31. Il y a donc lieu de répondre aux deuxième et troisième questions que la règle de non assujettissement à la TVA s'applique également à la livraison illégale de stupéfiants à base de chanvre, même si les autorités d'un Etat membre, dans le cadre d'une politique répressive sélective, n'engagent pas systématiquement des poursuites pénales à l'encontre d'un petit commerce de détail de ces stupéfiants.
Sur les dépens
32. Les frais exposés par la République fédérale d'Allemagne, la République française, le Royaume des Pays-Bas et la Commission des Communautés européennes, qui ont soumis des observations à la Cour, ne peuvent faire l'objet d'un remboursement.
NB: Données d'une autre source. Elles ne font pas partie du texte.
/// Address of the stub implementation for one native symbol name.
pub(crate) fn lookup(name: &str) -> Option<usize> {
    let addr = match name {
        "mtmlLibraryInit" => library_init as usize,
        "mtmlLibraryShutDown" => library_shut_down as usize,
        "mtmlErrorString" => error_string as usize,
        "mtmlLibraryGetVersion" => library_get_version as usize,
        "mtmlLibraryCountDevice" => library_count_device as usize,
        "mtmlLibraryInitDeviceByIndex" => library_init_device_by_index as usize,
        "mtmlLibraryInitDeviceByUuid" => library_init_device_by_uuid as usize,
        "mtmlLibraryInitSystem" => library_init_system as usize,
        "mtmlLibraryFreeSystem" => library_free_system as usize,
        "mtmlLibraryFreeDevice" => library_free_device as usize,
        "mtmlSystemGetDriverVersion" => system_get_driver_version as usize,
        "mtmlDeviceGetIndex" => device_get_index as usize,
        "mtmlDeviceGetName" => device_get_name as usize,
        "mtmlDeviceGetUuid" => device_get_uuid as usize,
        "mtmlDeviceGetBrand" => device_get_brand as usize,
        "mtmlDeviceGetPowerUsage" => device_get_power_usage as usize,
        "mtmlDeviceCountGpuCores" => device_count_gpu_cores as usize,
        "mtmlDeviceGetRenderPath" => device_get_render_path as usize,
        "mtmlDeviceGetPciInfo" => device_get_pci_info as usize,
        "mtmlDeviceGetSerialNumber" => device_get_serial_number as usize,
        "mtmlDeviceCountFan" => device_count_fan as usize,
        "mtmlDeviceGetFanSpeed" => device_get_fan_speed as usize,
        "mtmlDeviceInitMemory" => device_init_memory as usize,
        "mtmlDeviceInitGpu" => device_init_gpu as usize,
        "mtmlDeviceInitVpu" => device_init_vpu as usize,
        "mtmlDeviceFreeMemory" => device_free_memory as usize,
        "mtmlDeviceFreeGpu" => device_free_gpu as usize,
        "mtmlDeviceFreeVpu" => device_free_vpu as usize,
        "mtmlMemoryGetTotal" => memory_get_total as usize,
        "mtmlMemoryGetUsed" => memory_get_used as usize,
        "mtmlMemoryGetClock" => memory_get_clock as usize,
        "mtmlMemoryGetMaxClock" => memory_get_max_clock as usize,
        "mtmlMemoryGetUtilization" => memory_get_utilization as usize,
        "mtmlMemoryGetBusWidth" => memory_get_bus_width as usize,
        "mtmlMemoryGetEccMode" => memory_get_ecc_mode as usize,
        "mtmlGpuGetUtilization" => gpu_get_utilization as usize,
        "mtmlGpuGetClock" => gpu_get_clock as usize,
        "mtmlGpuGetMaxClock" => gpu_get_max_clock as usize,
        "mtmlGpuGetTemperature" => gpu_get_temperature as usize,
        "mtmlVpuGetClock" => vpu_get_clock as usize,
        "mtmlVpuGetMaxClock" => vpu_get_max_clock as usize,
        "mtmlVpuGetUtilization" => vpu_get_utilization as usize,
        "mtmlVpuGetCodecCapacity" => vpu_get_codec_capacity as usize,
        "mtmlDeviceGetTopologyLevel" => device_get_topology_level as usize,
        "mtmlDeviceCountDeviceByTopologyLevel" => device_count_device_by_topology_level as usize,
        "mtmlDeviceGetDeviceByTopologyLevel" => device_get_device_by_topology_level as usize,
        "mtmlDeviceGetP2PStatus" => device_get_p2p_status as usize,
        "mtmlDeviceGetMtLinkSpec" => device_get_mtlink_spec as usize,
        "mtmlDeviceGetMtLinkState" => device_get_mtlink_state as usize,
        "mtmlDeviceGetMtLinkRemoteDevice" => device_get_mtlink_remote_device as usize,
        "mtmlDeviceCountMtLinkLayouts" => device_count_mtlink_layouts as usize,
        "mtmlDeviceGetMtLinkLayouts" => device_get_mtlink_layouts as usize,
        _ => return None,
    };
    Some(addr)
}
La procédure revêtant, à l'égard des parties au principal, le caractère d'un incident soulevé devant la juridiction nationale, il appartient à celle-ci de statuer sur les dépens.
Par ces motifs,
LA COUR (sixième chambre),
Statuant sur les questions a elle soumises par le gerechtshof d'Amsterdam, par arrêt du 28 octobre 1986, dit pour droit :
1) l'article 2, point 1, de la sixième directive du Conseil, du 17 mai 1977, en matière d'harmonisation des législations des Etats membres relatives aux taxes sur le chiffre d'affaires - système commun de taxe sur la valeur ajoutée : assiette uniforme, doit être interprété en ce sens qu'aucune dette de taxe sur le chiffre d'affaires ne prend naissance lors de la livraison illégale de stupéfiants effectuée à l'intérieur du territoire d'un Etat membre, dans la mesure ou ces produits ne font pas partie du circuit économique strictement surveille par les autorités compétentes en vue d'être utilisés à des fins médicales et scientifiques.
2) cela vaut également pour la livraison illégale de stupéfiants a base de chanvre, même si les autorités d'un Etat membre, dans le cadre d'une politique répressive sélective, n'engagent pas systématiquement des poursuites pénales à l'encontre d'un petit commerce de détail de ces stupéfiants.